Potential of Gut Microbial Metabolites in Treating Osteoporosis and Obesity: A Network Pharmacology and Bioinformatics Approach

Abstract

BACKGROUND The gut microbial metabolites demonstrate significant activity against metabolic diseases including osteoporosis (OP) and obesity, but active compounds, targets, and mechanisms have not been fully identified. Hence, the current investigation explored the mechanisms of active metabolites and targets against OP and obesity by using network pharmacology approaches. MATERIAL AND METHODS The gutMGene database was used to collect gut microbial targets-associated metabolites; DisGeNET and OMIM databases were used to identify targets relevant to OP and obesity. A total of 63 and 89 overlapped targets were considered the final OP and obesity targets after creating a Venn diagram of metabolites-related targets and disease-related targets. Furthermore, the top 20% of degrees, betweenness, and closeness were used to form the sub-network of protein-protein interaction of these targets. Finally, the biotransformation-increased receptors and biological mechanisms were identified and validated using ADMET properties analysis, molecular docking, and molecular dynamic simulation.

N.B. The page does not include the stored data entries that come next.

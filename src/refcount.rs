//! The tri-state native reference counter that anchors the allocator
//! lifecycle.

use std::sync::atomic::{AtomicU32, Ordering};

use crossbeam_utils::CachePadded;

/// The native object exists but the managed scout has not been published
/// yet.
const UNINITIALIZED: u32 = u32::MAX;

/// Native reference counter with three states: uninitialised
/// (`u32::MAX`), dead (`0`, never resurrected) and live (anything in
/// between). The counter alone may be mutated without any lock.
pub struct RefCount {
    count: CachePadded<AtomicU32>,
}

impl RefCount {
    pub fn new() -> Self {
        Self {
            count: CachePadded::new(AtomicU32::new(UNINITIALIZED)),
        }
    }

    /// Publication of the managed scout: the scout itself becomes the
    /// first counted reference. Called exactly once.
    pub fn activate(&self) {
        let previous = self
            .count
            .compare_exchange(UNINITIALIZED, 1, Ordering::SeqCst, Ordering::SeqCst);
        assert!(
            previous.is_ok(),
            "managed tracking activated twice or after references were taken"
        );
    }

    /// The caller must already hold a live reference.
    pub fn add_reference(&self) {
        let old = self.count.fetch_add(1, Ordering::SeqCst);
        debug_assert!(old > 0 && old != UNINITIALIZED);
    }

    /// Adds a reference only if the counter is non-zero. Wait-free CAS
    /// loop; this is the only way to take a reference without already
    /// owning one.
    pub fn add_reference_if_alive(&self) -> bool {
        loop {
            let snapshot = self.count.load(Ordering::SeqCst);
            debug_assert_ne!(snapshot, UNINITIALIZED);
            if snapshot == 0 {
                return false;
            }
            if self
                .count
                .compare_exchange_weak(snapshot, snapshot + 1, Ordering::SeqCst, Ordering::SeqCst)
                .is_ok()
            {
                return true;
            }
        }
    }

    /// Drops one reference. Returns true iff this was the last one; the
    /// caller decides whether to run the sweep.
    pub fn release(&self) -> bool {
        let old = self.count.fetch_sub(1, Ordering::SeqCst);
        debug_assert!(old > 0 && old != UNINITIALIZED);
        old == 1
    }

    pub fn is_alive(&self) -> bool {
        self.count.load(Ordering::SeqCst) != 0
    }

    pub fn get(&self) -> u32 {
        self.count.load(Ordering::SeqCst)
    }
}

impl Default for RefCount {
    fn default() -> Self {
        Self::new()
    }
}

#[cfg(test)]
mod tests {
    use super::*;

    #[test]
    fn follows_the_lifecycle_transitions() {
        let count = RefCount::new();
        assert_eq!(count.get(), UNINITIALIZED);
        assert!(count.is_alive());

        count.activate();
        assert_eq!(count.get(), 1);

        count.add_reference();
        assert_eq!(count.get(), 2);

        assert!(!count.release());
        assert!(count.release());
        assert!(!count.is_alive());
    }

    #[test]
    fn add_reference_if_alive_refuses_the_dead() {
        let count = RefCount::new();
        count.activate();
        assert!(count.add_reference_if_alive());
        assert_eq!(count.get(), 2);

        count.release();
        assert!(count.release());
        assert!(!count.add_reference_if_alive());
        assert_eq!(count.get(), 0);
    }

    #[test]
    fn contended_add_reference_if_alive_never_resurrects() {
        use std::sync::Arc;

        let count = Arc::new(RefCount::new());
        count.activate();
        for _ in 0..7 {
            count.add_reference();
        }

        let adders: Vec<_> = (0..4)
            .map(|_| {
                let count = Arc::clone(&count);
                std::thread::spawn(move || {
                    let mut added = 0u32;
                    for _ in 0..1000 {
                        if count.add_reference_if_alive() {
                            added += 1;
                            count.release();
                        }
                    }
                    added
                })
            })
            .collect();
        for _ in 0..8 {
            count.release();
        }
        for adder in adders {
            adder.join().unwrap();
        }
        assert_eq!(count.get(), 0);
    }
}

RESULTS GO, KEGG pathway analysis, and protein-protein interactions were performed to establish metabolites and target networks. According to the enrichment analysis, OP and obesity are highly linked to the lipid and atherosclerosis pathways. Moreover, ADMET analysis depicts that the major metabolites have drug-likeliness activity and no or less toxicity. Following that, the molecular docking studies showed that compound K and TP53 target have a remarkable negative affinity (-8.0 kcal/mol) among all metabolites and targets for both diseases. Finally, the conformity of compound K against the targeted protein TP53 was validated by 250ns MD simulation. CONCLUSIONS Therefore, we summarized that compound K can regulate TP53 and could be developed as a therapy option for OP and obesity.

Figure 1

Graphical abstract.

Figure 2

(A) Venn diagram between metabolites and disease-related targets. (B) Tissue and cell-specific distribution of genes. Pa-GenBase dataset via the Metascape web server was used to generate the figure. (C) Chromosomal location of genes. The ShinyGO web tool was used to determine the chromosomal position of genes.

Figure 3

(A) The biological processes, cellular components, and molecular function identified in the Gene Ontology enrichment analysis of OP targets. (B) The biological processes, cellular components, and molecular function identified in the Gene Ontology enrichment analysis of Obesity targets. (C) Kyoto Encyclopedia of Genes and Genomes pathways identified in the enrichment analysis of OP targets. (D) Kyoto Encyclopedia of Genes and Genomes pathways identified in the enrichment analysis of Obesity-target. GO and KEGG enrichment analysis was performed using EnrichR.

Figure 4

(A) Identification of Hub proteins. (B, C) PPI network of Hub proteins (the nodes represent proteins, and the edges represent protein–protein interactions).

Figure 5

RNA tissue specificity in (A) bone marrow and (B) adipocyte using the Human Protein Atlas database.

Figure 6

3D Interactions of Osteoporosis related targets-their related metabolites and control (Estrogen). (A) AKT1-Indole (798), (B) AKT1-Oestrogen (9907745), (C) TP53-Compound K (9852086), (D) TP53-Urolithin A, (5488186) (E) TP53-Oestrogen (9907745), and (F) MAPK8-genipin (442424), (G) MAPK8-Oestrogen (9907745). All the figures were generated using BIOVIA Discovery Studio Visualizer v19.1 (BIOVIA).

Figure 7

3D Interactions of Obesity-related targets-their related metabolites and control (Rosiglitazone). (A) HMOX1-10-Oxo-11-octadecenoic acid (10308378), (B) HMOX1-Rosiglitazone (77999), (C) IL18-Equol (91469), (D) IL18-Indole (798), (E) IL18-Rosiglitazone (77999), (F) TP53-Compound K (9852086), (G) TP53-Urolithin A (5488186), (H) TP53-Rosiglitazone (77999), (I) MAPK8-genipin (442424), and (J) MAPK8-Rosiglitazone (77999), (K) G6PD-Urolithin A (5488186), (L) G6PD-Rosiglitazone (77999). All the figures were generated using BIOVIA Discovery Studio Visualizer v19.1 (BIOVIA).

Figure 8

Molecular dynamic simulation of compound K and TP53 protein complex. (A) RMSD, (B) RMSF, (C) ROG, (D) SASA, (E) H-Bond, and (F) MM-GBSA. RMSD – root-mean-square deviation; RMSF – root-mean-square fluctuation; ROG – radius of gyration; SASA – solvent-accessible surface area; MM-GBSA – molecular biomechanics generalized Born surface area. Desmond v6.3 Program in Schrödinger 2023–3 under the Linux platform was used to perform molecular dynamic simulation.

Figure 9

The protein–ligand contact was retrieved from the molecular dynamic simulation trajectory.